In 2 Samuel 12, when Bathsheba’s first son was dying, David fasted and clamored with the Lord. After he died, David washed himself, ate a meal, and tried his best to move forward. That’s the position that many of us in the United Methodist Church face after several decisions made by this year’s General Conference. I feel like I made the best case I could on several issues (and I probably lost my credibility with some people I care about as a result). My church has made a decision, and I will move forward. I realize there are young adults who are wondering whether or not to leave the UMC at this point. I’d like to make a case for staying, because I think our vocation as a church right now is to occupy what Bishop Scott Jones calls “the extreme center,” as frustrating as that might sound. We are the only purple major Protestant denomination in the country right now. Every other one has split along theological or ideological lines into “left” and “right” or even further into “moderately conservative” and “fanatically conservative.” The reformed branch of Christianity probably has more sects than I have toes and fingers. What the body of Christ and our nation as a whole needs right now is a whole lot more purple and a whole lot less schism.

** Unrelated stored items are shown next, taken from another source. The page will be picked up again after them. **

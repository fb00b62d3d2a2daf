use grader_feedback::{
    DiffEngine, RenderOptions, compute_diff,
    constants::{DIFF_BYTE_CEILING, TRUNCATION_NOTICE},
};

#[test]
fn single_changed_line_produces_one_hunk() {
    let diff = compute_diff("a\nb\nc\n", "a\nx\nc\n", Some(100), 1);
    assert_eq!(diff, "@@ -1,3 +1,3 @@\n a\n-x\n+b\n c");
}

#[test]
fn diff_is_cut_after_max_lines() {
    let diff = compute_diff("a\nb\nc\n", "a\nx\nc\n", Some(2), 1);
    assert_eq!(diff, "@@ -1,3 +1,3 @@\n a\n...");
}

#[test]
fn identical_outputs_return_expected_text() {
    let expected = "line one\nline two\n";
    assert_eq!(compute_diff(expected, expected, Some(100), 3), expected);
    assert_eq!(compute_diff("", "", Some(100), 3), "");
}

#[test]
fn ellipsis_only_when_lines_remain() {
    // five diff lines in total
    let full = compute_diff("a\nb\nc\n", "a\nx\nc\n", None, 1);
    assert_eq!(full.lines().count(), 5);
    assert!(!full.ends_with("..."));

    let exact = compute_diff("a\nb\nc\n", "a\nx\nc\n", Some(5), 1);
    assert_eq!(exact, full);

    let cut = compute_diff("a\nb\nc\n", "a\nx\nc\n", Some(4), 1);
    assert!(cut.ends_with("\n..."));
    assert_eq!(cut.lines().count(), 5);
}

#[test]
fn zero_max_lines_keeps_only_the_ellipsis() {
    let diff = compute_diff("a\n", "b\n", Some(0), 3);
    assert_eq!(diff, "\n...");
}

#[test]
fn context_lines_limit_the_hunk() {
    let expected = "1\n2\n3\n4\n5\n6\n7\n";
    let actual = "1\n2\n3\nfour\n5\n6\n7\n";

    let diff = compute_diff(actual, expected, None, 1);
    assert_eq!(diff, "@@ -3,3 +3,3 @@\n 3\n-4\n+four\n 5");
}

#[test]
fn distant_changes_get_separate_hunks() {
    let expected = "1\n2\n3\n4\n5\n6\n7\n8\n9\n";
    let actual = "one\n2\n3\n4\n5\n6\n7\n8\nnine\n";

    let diff = compute_diff(actual, expected, None, 1);
    let headers = diff.lines().filter(|line| line.starts_with("@@")).count();
    assert_eq!(headers, 2);
    assert!(diff.starts_with("@@ -1,2 +1,2 @@\n-1\n+one\n 2\n"));
}

#[test]
fn missing_final_newline_is_a_difference() {
    let diff = compute_diff("a", "a\n", None, 3);
    assert!(diff.starts_with("@@ "));
    assert!(diff.contains("\n a\n"));
}

#[test]
fn diff_is_deterministic() {
    let expected = "alpha\nbeta\ngamma\ndelta\n";
    let actual = "alpha\nBETA\ngamma\n";

    let first = compute_diff(actual, expected, Some(100), 3);
    for _ in 0..5 {
        assert_eq!(compute_diff(actual, expected, Some(100), 3), first);
    }
}

#[test]
fn oversized_expected_output_is_truncated_with_notice() {
    let line = "x".repeat(99) + "\n";
    let expected = line.repeat(DIFF_BYTE_CEILING / line.len() + 10);
    assert!(expected.len() > DIFF_BYTE_CEILING);

    let diff = compute_diff(&expected, &expected, Some(100), 3);
    assert!(diff.ends_with(TRUNCATION_NOTICE));
    assert_eq!(diff.len(), DIFF_BYTE_CEILING + TRUNCATION_NOTICE.len());
}

#[test]
fn truncation_respects_char_boundaries() {
    let expected = "é".repeat(DIFF_BYTE_CEILING);
    let diff = compute_diff(&expected, &expected, None, 3);
    assert!(diff.ends_with(TRUNCATION_NOTICE));
    assert!(diff.len() <= DIFF_BYTE_CEILING + TRUNCATION_NOTICE.len());
}

#[test]
fn engine_takes_limits_from_options() {
    let options = RenderOptions::new()
        .set_diff_max_lines(Some(2))
        .set_diff_context_lines(1);
    let engine = DiffEngine::from(&options);

    assert_eq!(engine.max_lines(), Some(2));
    assert_eq!(engine.context_lines(), 1);
    assert_eq!(engine.compute("a\nb\nc\n", "a\nx\nc\n"), "@@ -1,3 +1,3 @@\n a\n...");

    let default = DiffEngine::default();
    assert_eq!(default.max_lines(), Some(100));
    assert_eq!(default.context_lines(), 3);
}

Nine years ago, when the Iraq war was starting, I was the coordinator of Tri-City Action for Peace in Saginaw, Michigan. We decided to hold a 24-hour vigil on a street corner in front of the downtown post office in March (which was freezing). I had to beat on my African drum to keep from getting frostbite. On the weekends, a group of people with American flags came and stood on the opposite corner and shouted “USA!” while we chanted slogans about peace. For a few weeks, it was like a competition to see which side could get more people on their corner. Our side took great pains to express that we were absolutely not anti-US or anti-military, though people on the other corner presumably felt like we were. But there was no conversation between us. Nobody changed their minds about anything. It was simply a contest to get cars to honk for us or honk for them.
Years later, I decided my second year of seminary to go completely outside of my comfort zone for my field education placement. I realized that I had never really gotten to know anybody from the military before. So I signed up to be a summer volunteer chaplain at the Durham VA hospital. One of my fellow chaplains was a retired US Army sergeant. He and I quickly became tight. The stories he had to share about the guys in his unit were a model for the kind of solidarity that I wish we had in the body of Christ. He was nothing like the testoserone-oozing misogynist that my indoctrination in identity politics had made me assume about someone with his vocation. He was a very compassionate, tender-hearted man. I’ll never forget watching the way that he interacted with my eldest son, who was about 3 at the time.
My time as a Durham VA chaplain was a decisive turning-point in my journey. I now serve in a church that is mostly military and reddish-purple theologically and politically. Some of my closest friends now are in the military, and though not everyone in the military is conservative, they are definitely conservative. I have about 4-5 guys who come over to my house every Wednesday night to share our struggles and pray together. They love me, and I love them. Ideology doesn’t enter into our communion together. We listen to each other and learn from each other. I trust that they are godly men, and God speaks to me through them.
So as I think about the division in the United Methodist Church, I wonder if we need to have more cross-regional fellowship and conversation that occurs outside the context of persuasion and deal-making. What would it look like for us to have national gatherings at which no decisions are made. Some of this is already happening but it needs to be better promoted. The problem we face is that our tribal lines are largely geographic. So we need a means of spending time together with people from elsewhere. I think it’s worth investing some resources into creating national gatherings whose focus is cross-regional relationship-building instead of just training or legislation.
There are two things that shape how I think about how to bridge the differences in our denomination. 1) The best antidote to ideological rigidity is personal friendship. 2) The way of reading the Bible particular to the Wesleyan strand of Christian thought will ultimately lead us to a just, merciful understanding of what we should do as Christian disciples. There are very ugly distortions of Christianity afloat right now in America that we have inherited largely from 19th-century revivalist soteriology and the early 20th-century fundamentalist/modernist controversy. These distortions have poisoned the Methodist well, but their antidote will take a long time to do its work. No disrespect to any protesters, but what we need now is four more years of holy friendship and patient teaching. Don’t walk out on our beautifully, painfully purple church. Don’t denigrate your brothers and sisters even if it’s valid to say that they don’t understand you. Let us all win each other for Christ.